31. (a) Hoe moeten de Israëlieten wanneer zij het land eenmaal binnengetrokken zijn, gehoorzaamheid blijven betonen? (b) Welke instructies met betrekking tot stamerfdelen worden gegeven?
31 Na een overzicht van de stopplaatsen op de 40-jarige omzwerving, vestigt het verslag opnieuw de aandacht op de noodzaak van gehoorzaamheid aan Jehovah. God geeft hun het land, maar zij moeten Zijn scherprechters worden door de ontaarde, demonenaanbiddende bewoners te verdrijven en elk spoortje van hun afgodische religie uit te wissen. Gedetailleerd wordt uiteengezet wat de grenzen van het hun door God gegeven land zijn. Het land moet door het lot onder hen verdeeld worden. De levieten, die geen stamerfdeel hebben, moeten 48 steden met hun weidegrond krijgen, en 6 daarvan moeten toevluchtssteden zijn voor de onopzettelijke doodslager. Het gebied moet binnen de stam blijven en mag nooit door huwelijk naar een andere stam overgaan. Als er geen mannelijke erfgenaam is, dan moeten de dochters die een erfdeel ontvangen — de dochters van Zelafead bijvoorbeeld — binnen hun eigen stam trouwen (27:1-11; 36:1-11). Met deze via Mozes gegeven geboden van Jehovah besluit Numeri, terwijl de zonen van Israël nu eindelijk op het punt staan het Land van Belofte binnen te gaan.
WAAROM NUTTIG
32. Hoe worden Jezus en zijn offer in Numeri afgeschaduwd?
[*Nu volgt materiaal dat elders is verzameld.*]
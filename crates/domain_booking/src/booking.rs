//! Booking entity and its status machine
//!
//! ```text
//! PENDING ──confirm──▶ CONFIRMED
//!    │                    │
//!    └──cancel──▶ CANCELLED ◀──cancel──┘
//! ```

use chrono::{DateTime, Utc};
use serde::{Deserialize, Serialize};
use std::fmt;
use std::str::FromStr;

use core_kernel::{BookingId, Money, MoneyError, UserId};
use domain_catalog::ResourceRef;

use crate::error::BookingError;

#[derive(Debug, Clone, Copy, PartialEq, Eq, Hash, Serialize, Deserialize)]
#[serde(rename_all = "SCREAMING_SNAKE_CASE")]
pub enum BookingStatus {
    Pending,
    Confirmed,
    Cancelled,
}

impl BookingStatus {
    pub fn as_str(&self) -> &'static str {
        match self {
            BookingStatus::Pending => "PENDING",
            BookingStatus::Confirmed => "CONFIRMED",
            BookingStatus::Cancelled => "CANCELLED",
        }
    }

    /// Statuses in which the booking's quantity is deducted from inventory
    pub fn holds_inventory(&self) -> bool {
        !matches!(self, BookingStatus::Cancelled)
    }

    pub fn can_transition_to(&self, target: BookingStatus) -> bool {
        use BookingStatus::*;
        matches!(
            (self, target),
            (Pending, Confirmed) | (Pending, Cancelled) | (Confirmed, Cancelled)
        )
    }
}

impl fmt::Display for BookingStatus {
    fn fmt(&self, f: &mut fmt::Formatter<'_>) -> fmt::Result {
        f.write_str(self.as_str())
    }
}

impl FromStr for BookingStatus {
    type Err = String;

    fn from_str(s: &str) -> Result<Self, Self::Err> {
        match s.trim().to_ascii_uppercase().as_str() {
            "PENDING" => Ok(BookingStatus::Pending),
            "CONFIRMED" => Ok(BookingStatus::Confirmed),
            "CANCELLED" => Ok(BookingStatus::Cancelled),
            other => Err(format!("unknown booking status: {}", other)),
        }
    }
}

/// A reservation of `quantity` units of one resource by one user
#[derive(Debug, Clone, PartialEq, Eq, Serialize, Deserialize)]
pub struct Booking {
    pub id: BookingId,
    pub user_id: UserId,
    pub resource: ResourceRef,
    /// People, rooms or seats reserved
    pub quantity: u32,
    pub status: BookingStatus,
    /// Price of one unit when the booking was made
    pub unit_price: Money,
    /// `unit_price × quantity`
    pub total_amount: Money,
    pub special_requests: Option<String>,
    pub booking_date: DateTime<Utc>,
    pub updated_at: DateTime<Utc>,
    pub version: i64,
}

impl Booking {
    pub fn new(
        user_id: UserId,
        resource: ResourceRef,
        quantity: u32,
        unit_price: Money,
        special_requests: Option<String>,
        now: DateTime<Utc>,
    ) -> Result<Self, MoneyError> {
        Ok(Self {
            id: BookingId::new_v7(),
            user_id,
            resource,
            quantity,
            status: BookingStatus::Pending,
            unit_price,
            total_amount: unit_price.times(quantity)?,
            special_requests,
            booking_date: now,
            updated_at: now,
            version: 1,
        })
    }

    /// Changes the quantity and recomputes the total at the booked unit price
    pub fn set_quantity(&mut self, quantity: u32) -> Result<(), MoneyError> {
        self.total_amount = self.unit_price.times(quantity)?;
        self.quantity = quantity;
        Ok(())
    }

    pub fn transition_to(&mut self, target: BookingStatus, at: DateTime<Utc>) -> Result<(), BookingError> {
        if !self.status.can_transition_to(target) {
            return Err(BookingError::InvalidTransition {
                booking_id: self.id,
                from: self.status,
                to: target,
            });
        }
        self.status = target;
        self.updated_at = at;
        Ok(())
    }
}

/// Input for creating a booking
#[derive(Debug, Clone)]
pub struct BookingRequest {
    pub user_id: UserId,
    pub resource: ResourceRef,
    /// Validated to be > 0 before any inventory is touched
    pub quantity: i64,
    pub special_requests: Option<String>,
}

/// Input for modifying a pending booking
#[derive(Debug, Clone)]
pub struct BookingUpdate {
    pub quantity: i64,
    pub special_requests: Option<String>,
}
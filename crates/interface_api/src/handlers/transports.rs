//! Transport handlers

use axum::{
    extract::{Path, Query, State},
    http::StatusCode,
    Extension, Json,
};
use validator::Validate;

use core_kernel::TransportId;
use domain_catalog::{BookableResource, ResourceKind, ResourceRef, Transport};

use crate::auth::Claims;
use crate::dto::catalog::*;
use crate::{error::ApiError, AppState};

pub async fn create_transport(
    State(state): State<AppState>,
    Extension(claims): Extension<Claims>,
    Json(request): Json<TransportRequest>,
) -> Result<(StatusCode, Json<Transport>), ApiError> {
    claims.require_admin()?;
    request.validate()?;
    let transport = state
        .catalog
        .create_transport(request.into_draft(state.currency)?)
        .await?;
    Ok((StatusCode::CREATED, Json(transport)))
}

/// Lists transports matching the query string filters. `from` and `to`
/// together select a route.
pub async fn search_transports(
    State(state): State<AppState>,
    Query(params): Query<ResourceSearchParams>,
) -> Result<Json<Vec<Transport>>, ApiError> {
    let query = params.into_query(ResourceKind::Transport)?;

    // A full route goes through the service so both endpoints are checked
    let transports = if let (Some(from), Some(to)) = (query.from_location_id, query.to_location_id) {
        state
            .catalog
            .transports_on_route(from, to)
            .await?
            .into_iter()
            .filter(|t| query.matches(&BookableResource::from(t.clone())))
            .collect()
    } else {
        state
            .catalog
            .find(&query)
            .await?
            .into_iter()
            .filter_map(|r| r.into_transport())
            .collect()
    };
    Ok(Json(transports))
}

pub async fn get_transport(
    State(state): State<AppState>,
    Path(id): Path<TransportId>,
) -> Result<Json<Transport>, ApiError> {
    Ok(Json(state.catalog.get_transport(id).await?))
}

pub async fn update_transport(
    State(state): State<AppState>,
    Extension(claims): Extension<Claims>,
    Path(id): Path<TransportId>,
    Json(request): Json<TransportRequest>,
) -> Result<Json<Transport>, ApiError> {
    claims.require_admin()?;
    request.validate()?;
    let transport = state
        .catalog
        .update_transport(id, request.into_draft(state.currency)?)
        .await?;
    Ok(Json(transport))
}

pub async fn delete_transport(
    State(state): State<AppState>,
    Extension(claims): Extension<Claims>,
    Path(id): Path<TransportId>,
) -> Result<StatusCode, ApiError> {
    claims.require_admin()?;
    state.catalog.delete_resource(ResourceRef::Transport(id)).await?;
    Ok(StatusCode::NO_CONTENT)
}
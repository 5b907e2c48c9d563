//! Inventory availability

use axum::{
    extract::{Path, Query, State},
    Json,
};
use uuid::Uuid;

use domain_catalog::{ResourceKind, ResourceRef};

use crate::dto::catalog::{AvailabilityQuery, AvailabilityResponse};
use crate::dto::parse_param;
use crate::{error::ApiError, AppState};

/// Whether `quantity` units of a resource can be booked right now.
/// Read-only; nothing is reserved.
pub async fn availability(
    State(state): State<AppState>,
    Path((kind, id)): Path<(String, Uuid)>,
    Query(query): Query<AvailabilityQuery>,
) -> Result<Json<AvailabilityResponse>, ApiError> {
    let kind: ResourceKind = parse_param(&kind)?;
    let resource = ResourceRef::from_parts(kind, id);

    let bookable = state.ledger.is_available(resource, query.quantity).await?;
    let current = state.ledger.get(resource).await?;

    Ok(Json(AvailabilityResponse {
        resource,
        requested: query.quantity,
        bookable,
        available: current.available(),
        capacity: current.capacity(),
        utilization: current.utilization(),
    }))
}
32 Jezus verwees bij verscheidene gelegenheden naar Numeri, en zijn apostelen en andere bijbelschrijvers tonen duidelijk hoe betekenisvol en nuttig het Numeriverslag is. De apostel Paulus vergeleek Jezus’ getrouwe dienst specifiek met de dienst die Mozes verrichtte en die voor een groot deel in Numeri beschreven wordt (Hebr. 3:1-6). Wij zien in de dierenoffers en in het sprenkelen van de as van de jonge rode koe uit Numeri 19:2-9 opnieuw een afbeelding van de veel grootsere voorziening van een door het offer van Christus teweeggebrachte reiniging. — Hebr. 9:13, 14.
33. Waarom is het te voorschijn brengen van water in de wildernis van belang voor ons in deze tijd?
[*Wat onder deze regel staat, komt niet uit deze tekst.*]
//! Catalog Domain Ports
//!
//! `CatalogPort` stores locations and the three kinds of bookable resource.
//! Saving an existing resource is a compare-and-set on its `version`; the
//! inventory ledger relies on that to detect writes from other processes.

use async_trait::async_trait;
use chrono::NaiveDate;
use rust_decimal::Decimal;

use core_kernel::{DomainPort, HealthCheckable, LocationId, PortError};

use crate::location::Location;
use crate::resource::{BookableResource, ResourceKind, ResourceRef};

/// Filter for resource searches. Unset fields match everything.
#[derive(Debug, Clone, Default)]
pub struct ResourceQuery {
    pub kind: Option<ResourceKind>,
    /// Tour or lodge location, or either end of a transport route
    pub location_id: Option<LocationId>,
    pub min_price: Option<Decimal>,
    pub max_price: Option<Decimal>,
    /// Case-insensitive substring of the name (provider for transports)
    pub name_contains: Option<String>,
    /// Only resources with `available > 0`
    pub available_only: bool,
    pub start_from: Option<NaiveDate>,
    pub start_to: Option<NaiveDate>,
    pub lodge_type: Option<String>,
    pub min_rating: Option<Decimal>,
    pub transport_type: Option<String>,
    pub provider: Option<String>,
    pub from_location_id: Option<LocationId>,
    pub to_location_id: Option<LocationId>,
}

impl ResourceQuery {
    pub fn of_kind(kind: ResourceKind) -> Self {
        Self {
            kind: Some(kind),
            ..Default::default()
        }
    }

    pub fn at_location(mut self, location_id: LocationId) -> Self {
        self.location_id = Some(location_id);
        self
    }

    pub fn priced_between(mut self, min: Decimal, max: Decimal) -> Self {
        self.min_price = Some(min);
        self.max_price = Some(max);
        self
    }

    pub fn named(mut self, keyword: impl Into<String>) -> Self {
        self.name_contains = Some(keyword.into());
        self
    }

    pub fn available(mut self) -> Self {
        self.available_only = true;
        self
    }

    /// In-memory evaluation of the filter, shared by adapters that cannot
    /// push every predicate down to storage
    pub fn matches(&self, resource: &BookableResource) -> bool {
        if let Some(kind) = self.kind {
            if resource.kind() != kind {
                return false;
            }
        }
        if let Some(location_id) = self.location_id {
            if !resource.location_ids().contains(&location_id) {
                return false;
            }
        }
        let price = resource.unit_price().amount();
        if self.min_price.is_some_and(|min| price < min) {
            return false;
        }
        if self.max_price.is_some_and(|max| price > max) {
            return false;
        }
        if let Some(ref keyword) = self.name_contains {
            if !contains_ignore_case(resource.name(), keyword) {
                return false;
            }
        }
        if self.available_only && resource.available() == 0 {
            return false;
        }

        match resource {
            BookableResource::Tour(tour) => {
                if self.start_from.is_some_and(|from| tour.start_date < from) {
                    return false;
                }
                if self.start_to.is_some_and(|to| tour.start_date > to) {
                    return false;
                }
            }
            BookableResource::Lodge(lodge) => {
                if let Some(ref lodge_type) = self.lodge_type {
                    if !lodge.lodge_type.eq_ignore_ascii_case(lodge_type) {
                        return false;
                    }
                }
                if let Some(min_rating) = self.min_rating {
                    if lodge.rating.map_or(true, |r| r < min_rating) {
                        return false;
                    }
                }
            }
            BookableResource::Transport(transport) => {
                if let Some(ref transport_type) = self.transport_type {
                    if !transport.transport_type.eq_ignore_ascii_case(transport_type) {
                        return false;
                    }
                }
                if let Some(ref provider) = self.provider {
                    if !transport.provider.eq_ignore_ascii_case(provider) {
                        return false;
                    }
                }
                if self.from_location_id.is_some() && transport.from_location_id != self.from_location_id {
                    return false;
                }
                if self.to_location_id.is_some() && transport.to_location_id != self.to_location_id {
                    return false;
                }
            }
        }
        true
    }
}

fn contains_ignore_case(haystack: &str, needle: &str) -> bool {
    haystack.to_lowercase().contains(&needle.to_lowercase())
}

#[async_trait]
pub trait CatalogPort: DomainPort + HealthCheckable {
    // ========================================================================
    // Locations
    // ========================================================================

    async fn get_location(&self, id: LocationId) -> Result<Location, PortError>;

    async fn list_locations(&self) -> Result<Vec<Location>, PortError>;

    async fn find_locations_by_country(&self, country: &str) -> Result<Vec<Location>, PortError>;

    /// Case-insensitive substring match on the name
    async fn search_locations(&self, keyword: &str) -> Result<Vec<Location>, PortError>;

    async fn location_exists(&self, id: LocationId) -> Result<bool, PortError>;

    async fn insert_location(&self, location: &Location) -> Result<Location, PortError>;

    /// Compare-and-set on `location.version`
    async fn update_location(&self, location: &Location) -> Result<Location, PortError>;

    async fn delete_location(&self, id: LocationId) -> Result<(), PortError>;

    // ========================================================================
    // Bookable resources
    // ========================================================================

    async fn get_resource(&self, resource: ResourceRef) -> Result<BookableResource, PortError>;

    async fn find_resources(&self, query: &ResourceQuery) -> Result<Vec<BookableResource>, PortError>;

    async fn resource_exists(&self, resource: ResourceRef) -> Result<bool, PortError>;

    async fn insert_resource(&self, resource: &BookableResource) -> Result<BookableResource, PortError>;

    /// Compare-and-set on `resource.version()`; returns the stored copy with
    /// the bumped version, or `PortError::Conflict` if the stored version differs
    async fn save_resource(&self, resource: &BookableResource) -> Result<BookableResource, PortError>;

    async fn delete_resource(&self, resource: ResourceRef) -> Result<(), PortError>;
}

/// Answers whether live bookings still hold units of a resource.
///
/// Implemented by the booking side; the catalog consults it before deleting
/// a resource so a PENDING or CONFIRMED booking never outlives its resource.
#[async_trait]
pub trait ActiveReservations: Send + Sync {
    async fn has_active(&self, resource: ResourceRef) -> Result<bool, PortError>;
}

/// Mock implementation for testing
#[cfg(any(test, feature = "mock"))]
pub mod mock {
    use super::*;
    use std::collections::HashMap;
    use std::sync::atomic::{AtomicBool, Ordering};
    use std::sync::Arc;
    use tokio::sync::RwLock;

    use core_kernel::HealthCheckResult;

    /// In-memory mock implementation of CatalogPort
    #[derive(Debug, Default)]
    pub struct MockCatalogPort {
        locations: Arc<RwLock<HashMap<LocationId, Location>>>,
        resources: Arc<RwLock<HashMap<ResourceRef, BookableResource>>>,
        fail_next_save: AtomicBool,
    }

    impl MockCatalogPort {
        pub fn new() -> Self {
            Self::default()
        }

        /// Pre-populates with resources for testing
        pub async fn with_resources(resources: Vec<BookableResource>) -> Self {
            let port = Self::new();
            for resource in resources {
                port.resources
                    .write()
                    .await
                    .insert(resource.resource_ref(), resource);
            }
            port
        }

        /// The next insert or save fails with a connection error
        pub fn fail_next_save(&self) {
            self.fail_next_save.store(true, Ordering::SeqCst);
        }

        /// Simulates a write by another process: bumps the stored version
        pub async fn touch(&self, resource: ResourceRef) {
            if let Some(stored) = self.resources.write().await.get_mut(&resource) {
                let next = stored.version() + 1;
                stored.set_version(next);
            }
        }

        fn injected_failure(&self) -> Result<(), PortError> {
            if self.fail_next_save.swap(false, Ordering::SeqCst) {
                return Err(PortError::connection("injected save failure"));
            }
            Ok(())
        }
    }

    impl DomainPort for MockCatalogPort {}

    /// Reservation index with explicitly held resources
    #[derive(Debug, Default)]
    pub struct MockReservations {
        held: RwLock<std::collections::HashSet<ResourceRef>>,
    }

    impl MockReservations {
        pub fn new() -> Self {
            Self::default()
        }

        pub async fn hold(&self, resource: ResourceRef) {
            self.held.write().await.insert(resource);
        }
    }

    #[async_trait]
    impl ActiveReservations for MockReservations {
        async fn has_active(&self, resource: ResourceRef) -> Result<bool, PortError> {
            Ok(self.held.read().await.contains(&resource))
        }
    }

    #[async_trait]
    impl HealthCheckable for MockCatalogPort {
        async fn health_check(&self) -> HealthCheckResult {
            HealthCheckResult::healthy("mock-catalog-port", 0)
        }
    }

    #[async_trait]
    impl CatalogPort for MockCatalogPort {
        async fn get_location(&self, id: LocationId) -> Result<Location, PortError> {
            self.locations
                .read()
                .await
                .get(&id)
                .cloned()
                .ok_or_else(|| PortError::not_found("Location", id))
        }

        async fn list_locations(&self) -> Result<Vec<Location>, PortError> {
            let mut locations: Vec<_> = self.locations.read().await.values().cloned().collect();
            locations.sort_by(|a, b| a.name.cmp(&b.name));
            Ok(locations)
        }

        async fn find_locations_by_country(&self, country: &str) -> Result<Vec<Location>, PortError> {
            Ok(self
                .list_locations()
                .await?
                .into_iter()
                .filter(|l| l.country.eq_ignore_ascii_case(country))
                .collect())
        }

        async fn search_locations(&self, keyword: &str) -> Result<Vec<Location>, PortError> {
            Ok(self
                .list_locations()
                .await?
                .into_iter()
                .filter(|l| contains_ignore_case(&l.name, keyword))
                .collect())
        }

        async fn location_exists(&self, id: LocationId) -> Result<bool, PortError> {
            Ok(self.locations.read().await.contains_key(&id))
        }

        async fn insert_location(&self, location: &Location) -> Result<Location, PortError> {
            self.injected_failure()?;
            self.locations
                .write()
                .await
                .insert(location.id, location.clone());
            Ok(location.clone())
        }

        async fn update_location(&self, location: &Location) -> Result<Location, PortError> {
            self.injected_failure()?;
            let mut locations = self.locations.write().await;
            let stored = locations
                .get(&location.id)
                .ok_or_else(|| PortError::not_found("Location", location.id))?;
            if stored.version != location.version {
                return Err(PortError::conflict("Location", location.id, location.version));
            }
            let mut saved = location.clone();
            saved.version += 1;
            locations.insert(saved.id, saved.clone());
            Ok(saved)
        }

        async fn delete_location(&self, id: LocationId) -> Result<(), PortError> {
            self.locations
                .write()
                .await
                .remove(&id)
                .map(|_| ())
                .ok_or_else(|| PortError::not_found("Location", id))
        }

        async fn get_resource(&self, resource: ResourceRef) -> Result<BookableResource, PortError> {
            self.resources
                .read()
                .await
                .get(&resource)
                .cloned()
                .ok_or_else(|| PortError::not_found(resource.kind().as_str(), resource))
        }

        async fn find_resources(&self, query: &ResourceQuery) -> Result<Vec<BookableResource>, PortError> {
            let mut found: Vec<_> = self
                .resources
                .read()
                .await
                .values()
                .filter(|r| query.matches(r))
                .cloned()
                .collect();
            found.sort_by(|a, b| a.name().cmp(b.name()));
            Ok(found)
        }

        async fn resource_exists(&self, resource: ResourceRef) -> Result<bool, PortError> {
            Ok(self.resources.read().await.contains_key(&resource))
        }

        async fn insert_resource(&self, resource: &BookableResource) -> Result<BookableResource, PortError> {
            self.injected_failure()?;
            let mut resources = self.resources.write().await;
            if resources.contains_key(&resource.resource_ref()) {
                return Err(PortError::duplicate(format!("resource {}", resource.resource_ref())));
            }
            resources.insert(resource.resource_ref(), resource.clone());
            Ok(resource.clone())
        }

        async fn save_resource(&self, resource: &BookableResource) -> Result<BookableResource, PortError> {
            self.injected_failure()?;
            let key = resource.resource_ref();
            let mut resources = self.resources.write().await;
            let stored = resources
                .get(&key)
                .ok_or_else(|| PortError::not_found(key.kind().as_str(), key))?;
            if stored.version() != resource.version() {
                return Err(PortError::conflict(key.kind().as_str(), key, resource.version()));
            }
            let mut saved = resource.clone();
            saved.set_version(resource.version() + 1);
            resources.insert(key, saved.clone());
            Ok(saved)
        }

        async fn delete_resource(&self, resource: ResourceRef) -> Result<(), PortError> {
            self.resources
                .write()
                .await
                .remove(&resource)
                .map(|_| ())
                .ok_or_else(|| PortError::not_found(resource.kind().as_str(), resource))
        }
    }
}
33 Op overeenkomstige wijze toonde Paulus aan dat het te voorschijn brengen van water uit de rots in de wildernis voor ons rijk aan betekenis is. Hij zegt namelijk: „Zij plachten te drinken uit de geestelijke rots die hen volgde, en die rots betekende de Christus” (1 Kor. 10:4; Num. 20:7-11). Het was passend dat Christus zelf zei: „Al wie van het water drinkt dat ik hem zal geven, zal nimmermeer dorst krijgen, maar het water dat ik hem zal geven, zal in hem een bron van water worden dat opborrelt om eeuwig leven te schenken.” — Joh. 4:14.
34. Hoe toonde Jezus aan dat de koperen slang een profetische betekenis had?
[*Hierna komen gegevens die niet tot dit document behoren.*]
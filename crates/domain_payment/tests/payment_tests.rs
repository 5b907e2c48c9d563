//! Payment entity and error classification tests

use chrono::Utc;
use rust_decimal_macros::dec;

use core_kernel::{BookingId, Classify, Currency, ErrorKind, Money, PaymentId, PortError};
use domain_booking::{BookingError, BookingStatus};
use domain_payment::{Payment, PaymentError, PaymentMethod, PaymentStatus};

fn payment() -> Payment {
    Payment::new(
        BookingId::new(),
        Money::new(dec!(420), Currency::USD),
        PaymentMethod::Card,
        Utc::now(),
    )
}

#[test]
fn test_new_payment_is_pending() {
    let p = payment();
    assert_eq!(p.status, PaymentStatus::Pending);
    assert_eq!(p.version, 1);
    assert!(p.completed_at.is_none());
}

#[test]
fn test_payment_serializes_status_and_method_uppercase() {
    let mut p = payment();
    p.method = PaymentMethod::BankTransfer;
    let json = serde_json::to_value(&p).unwrap();
    assert_eq!(json["status"], "PENDING");
    assert_eq!(json["method"], "BANK_TRANSFER");
}

#[test]
fn test_status_parse_round_trips_display() {
    for status in [
        PaymentStatus::Pending,
        PaymentStatus::Completed,
        PaymentStatus::Failed,
        PaymentStatus::Refunded,
    ] {
        assert_eq!(status.to_string().parse::<PaymentStatus>().unwrap(), status);
    }
}

#[test]
fn test_settlement_failure_takes_booking_error_kind() {
    let booking_id = BookingId::new();
    let err = PaymentError::SettlementFailed {
        payment_id: PaymentId::new(),
        source: Box::new(BookingError::InvalidTransition {
            booking_id,
            from: BookingStatus::Cancelled,
            to: BookingStatus::Confirmed,
        }),
    };
    assert_eq!(err.kind(), ErrorKind::InvalidTransition);
}

#[test]
fn test_error_kinds() {
    let id = PaymentId::new();
    assert_eq!(PaymentError::PaymentNotFound(id).kind(), ErrorKind::NotFound);
    assert_eq!(
        PaymentError::RefundNotAllowed { payment_id: id, status: PaymentStatus::Pending }.kind(),
        ErrorKind::RefundNotAllowed
    );
    assert_eq!(
        PaymentError::Port(PortError::connection("down")).kind(),
        ErrorKind::Unavailable
    );
    assert_eq!(
        PaymentError::DuplicateTransaction("TXN-1".into()).kind(),
        ErrorKind::Duplicate
    );
}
34 Jezus verwees ook rechtstreeks naar een in Numeri opgetekende gebeurtenis die een voorafschaduwing was van de wonderbaarlijke voorziening die God door bemiddeling van hem trof. „Zoals Mozes in de wildernis de slang heeft omhooggeheven,” zei hij, „zo moet ook de Zoon des mensen omhooggeheven worden, opdat een ieder die in hem gelooft, eeuwig leven zal hebben.” — Joh. 3:14, 15; Num. 21:8, 9.
35. (a) Waarvoor dienen christenen zich te hoeden, zoals door de Israëlieten in de wildernis wordt geïllustreerd, en waarom? (b) Naar welke voorbeelden van hebzucht en opstandigheid verwezen Judas en Petrus in hun brieven?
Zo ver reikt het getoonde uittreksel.